3D Printing End Products: a Reality Yet?

3D printing owes its existence to rapid prototyping and is now an established and essential part of that industry 3D printing though is now expected to move on and become a revolutionary technology for the manufacturing industry with many comparing it to the first use of printing presses in terms of the impact it could have.

3D printing certainly has the potential to be huge, as soon as it can compete on price with traditional manufacturing on the kind of medium runs that are commonplace. At the moment the price of materials and the printers themselves still limit the use of 3D printers to short runs and one offs include bespoke products: these are growing industries but they are not replacing existing manufacturing but making products possible that weren’t in the past, due to the cost of making bespoke products and short runs of products.

It does however seem that the tipping point will come sooner or later with costs of 3D printers and the materials used within them coming down fast. Relatively few have made successful businesses out of using 3D print yet though and those who have focus on toys such as bespoke dolls, action figures with your head printed on to them and sno-globes with your house printed in miniature inside: fun but not exactly earth shattering.

Where 3D printing is making more of a useful impact is in Aerospace and Medical fields. In Aerospace 3D printed parts are being made for aircraft such as the Boeing Dreamliner, they save on materials, weight and are quicker and cheaper to make using 3D printers: these parts are of course being made a few hundred or less at a time in expensive materials.

In medicine 3D printing is being used to print very detailed models based on CRI scan data which can be used in surgery as a guide but also experiments are seeing replacement tissue and parts being made at least with the aid of 3D print.

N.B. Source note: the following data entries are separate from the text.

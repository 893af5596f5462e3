//! Mutable Block Leaf
//!
//! A `BlockLeaf` is an externally written block node: the roots of a
//! dataflow graph. Gameplay systems write per-entity values into it every
//! tick; derived nodes read from it on demand.
//!
//! # Staleness on write
//!
//! A write that actually changes the store (a differing lane value, or the
//! allocation of a previously absent block) marks the block stale and
//! notifies observers with the block's index; nothing downstream
//! recomputes until it is pulled. A write that changes nothing notifies
//! nobody, so redundant per-tick writes are free.

use std::cell::{Ref, RefCell};
use std::rc::Rc;

use tracing::trace;

use crate::store::{BlockAddr, BlockLayout, Lane, Presence, SparseBlockStore};

use super::config::GraphConfig;
use super::node::BlockSource;
use super::observer::{Invalidation, ObserverFn, ObserverId, ObserverList};

/// An externally written block node.
pub struct BlockLeaf<T: Lane> {
    store: RefCell<SparseBlockStore<T>>,
    observers: RefCell<ObserverList>,
}

impl<T: Lane> BlockLeaf<T> {
    /// Create a leaf from the subgraph's shared configuration.
    pub fn new(config: GraphConfig<T>) -> Rc<Self> {
        Rc::new(Self {
            store: RefCell::new(config.build_store()),
            observers: RefCell::new(ObserverList::new()),
        })
    }

    /// Write one entity's value.
    ///
    /// No-op (no staleness, no notification) when the lane already holds
    /// `value`.
    ///
    /// # Panics
    ///
    /// Panics if `entity` is outside the leaf's capacity.
    pub fn set(&self, entity: usize, value: T) {
        let (changed, block) = {
            let mut store = self.store.borrow_mut();
            let addr = store.locate(entity);
            (store.write_at(addr, value), addr.block)
        };
        if changed {
            trace!(entity, block, "leaf write, cascading staleness");
            self.observers.borrow().notify(Invalidation::Block(block));
        }
    }

    /// Read one entity's value. `None` means the entity's block is absent.
    pub fn get(&self, entity: usize) -> Option<T> {
        self.store.borrow().read_lane(entity)
    }

    /// A read/write handle with the entity's address pre-resolved, for hot
    /// per-entity code paths.
    pub fn handle(self: &Rc<Self>, entity: usize) -> LaneHandle<T> {
        let addr = self.store.borrow().locate(entity);
        LaneHandle {
            leaf: Rc::clone(self),
            addr,
        }
    }
}

impl<T: Lane> BlockSource<T> for BlockLeaf<T> {
    fn layout(&self) -> BlockLayout {
        self.store.borrow().layout()
    }

    /// A leaf is always fresh: reports the block's presence.
    fn recalculate_block(&self, block: usize) -> Presence {
        self.store.borrow().presence(block)
    }

    fn try_get_block(&self, block: usize) -> Option<Ref<'_, [T]>> {
        Ref::filter_map(self.store.borrow(), |store| store.block(block)).ok()
    }

    fn observe(&self, notify: ObserverFn) -> ObserverId {
        self.observers.borrow_mut().observe(notify)
    }

    fn unobserve(&self, id: ObserverId) -> bool {
        self.observers.borrow_mut().unobserve(id)
    }
}

impl<T: Lane> std::fmt::Debug for BlockLeaf<T> {
    fn fmt(&self, f: &mut std::fmt::Formatter<'_>) -> std::fmt::Result {
        let store = self.store.borrow();
        f.debug_struct("BlockLeaf")
            .field("layout", &store.layout())
            .field("present_blocks", &store.present_block_count())
            .field("observers", &self.observers.borrow().len())
            .finish()
    }
}

/// A leaf lane with its address translation done once.
///
/// Holds the leaf alive; writes go through the same identity short-circuit
/// and staleness notification as [`BlockLeaf::set`].
#[derive(Debug, Clone)]
pub struct LaneHandle<T: Lane> {
    leaf: Rc<BlockLeaf<T>>,
    addr: BlockAddr,
}

impl<T: Lane> LaneHandle<T> {
    /// The pre-resolved (block, lane) coordinate.
    pub fn addr(&self) -> BlockAddr {
        self.addr
    }

    /// Read the lane. `None` means its block is absent.
    pub fn get(&self) -> Option<T> {
        self.leaf.store.borrow().read_at(self.addr)
    }

    /// Write the lane. No-op when it already holds `value`.
    pub fn set(&self, value: T) {
        let changed = self.leaf.store.borrow_mut().write_at(self.addr, value);
        if changed {
            self.leaf
                .observers
                .borrow()
                .notify(Invalidation::Block(self.addr.block));
        }
    }
}

#[cfg(test)]
mod tests {
    use super::*;
    use std::cell::Cell;

    fn config() -> GraphConfig<f32> {
        GraphConfig::new(64, 0.0)
    }

    #[test]
    fn read_after_write_returns_value() {
        let leaf = BlockLeaf::new(config());
        leaf.set(7, 3.25);
        assert_eq!(leaf.get(7), Some(3.25));
    }

    #[test]
    fn read_after_write_across_block_boundary() {
        let leaf = BlockLeaf::new(config());
        leaf.set(15, 1.0);
        leaf.set(16, 2.0);
        assert_eq!(leaf.get(15), Some(1.0));
        assert_eq!(leaf.get(16), Some(2.0));
    }

    #[test]
    fn unwritten_entity_in_absent_block_reads_none() {
        let leaf = BlockLeaf::new(config());
        leaf.set(0, 1.0);
        assert_eq!(leaf.get(17), None);
    }

    #[test]
    fn unwritten_lane_in_present_block_reads_fill() {
        let leaf = BlockLeaf::new(GraphConfig::new(64, -5.0));
        leaf.set(0, 1.0);
        assert_eq!(leaf.get(1), Some(-5.0));
    }

    #[test]
    fn write_notifies_observers_with_block_index() {
        let leaf = BlockLeaf::new(config());
        let seen = Rc::new(RefCell::new(Vec::new()));

        let seen_clone = Rc::clone(&seen);
        leaf.observe(Box::new(move |inv| seen_clone.borrow_mut().push(inv)));

        leaf.set(17, 1.0);
        assert_eq!(&*seen.borrow(), &[Invalidation::Block(1)]);
    }

    #[test]
    fn redundant_write_does_not_notify() {
        let leaf = BlockLeaf::new(config());
        leaf.set(3, 2.0);

        let count = Rc::new(Cell::new(0));
        let count_clone = Rc::clone(&count);
        leaf.observe(Box::new(move |_| count_clone.set(count_clone.get() + 1)));

        leaf.set(3, 2.0);
        assert_eq!(count.get(), 0);

        leaf.set(3, 2.5);
        assert_eq!(count.get(), 1);
    }

    #[test]
    fn leaf_recalculate_reports_presence() {
        let leaf = BlockLeaf::new(config());
        assert_eq!(leaf.recalculate_block(0), Presence::Absent);
        leaf.set(0, 1.0);
        assert_eq!(leaf.recalculate_block(0), Presence::Present);
        assert_eq!(leaf.recalculate_block(1), Presence::Absent);
    }

    #[test]
    fn handle_reads_and_writes_like_the_leaf() {
        let leaf = BlockLeaf::new(config());
        let handle = leaf.handle(20);

        assert_eq!(handle.get(), None);
        handle.set(4.5);
        assert_eq!(handle.get(), Some(4.5));
        assert_eq!(leaf.get(20), Some(4.5));
        assert_eq!(handle.addr(), BlockAddr { block: 1, lane: 4 });
    }

    #[test]
    fn handle_write_has_identity_short_circuit() {
        let leaf = BlockLeaf::new(config());
        let handle = leaf.handle(2);
        handle.set(1.0);

        let count = Rc::new(Cell::new(0));
        let count_clone = Rc::clone(&count);
        leaf.observe(Box::new(move |_| count_clone.set(count_clone.get() + 1)));

        handle.set(1.0);
        assert_eq!(count.get(), 0);
    }
}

3D printing is in fact being used almost as much to make molds as to make finished parts, a mold can be made in a hard resin that can then be used to make products using traditional techniques in other materials or in some cases 3D printers are used to make a mold in order to make a metal mold which will then be used for long runs.

As well as the point where manufacturing using 3D printers actually becomes cheaper than currently used manufacturing techniques, like tooling, the other barrier is that companies are setup to use the equipment they already own and have invested in and will have planned to replace only after a set number of years. Even with a clear advantage there will be a barrier to switching over to 3D printing that also would lead to massive redundancy as far less human input would be required, with 3D printers capable of printing preassembled products even.

It may mainly be new businesses then that invest in 3D print equipment for now and it is ideal to prove a concept and a demand for a product before investing in other manufacturing equipment, the rise in 3D printing may remain slow though with some companies opting to change when they are ready to invest in new equipment anyway and others slowly following when they can no longer compete: have no doubt though this time will eventually come.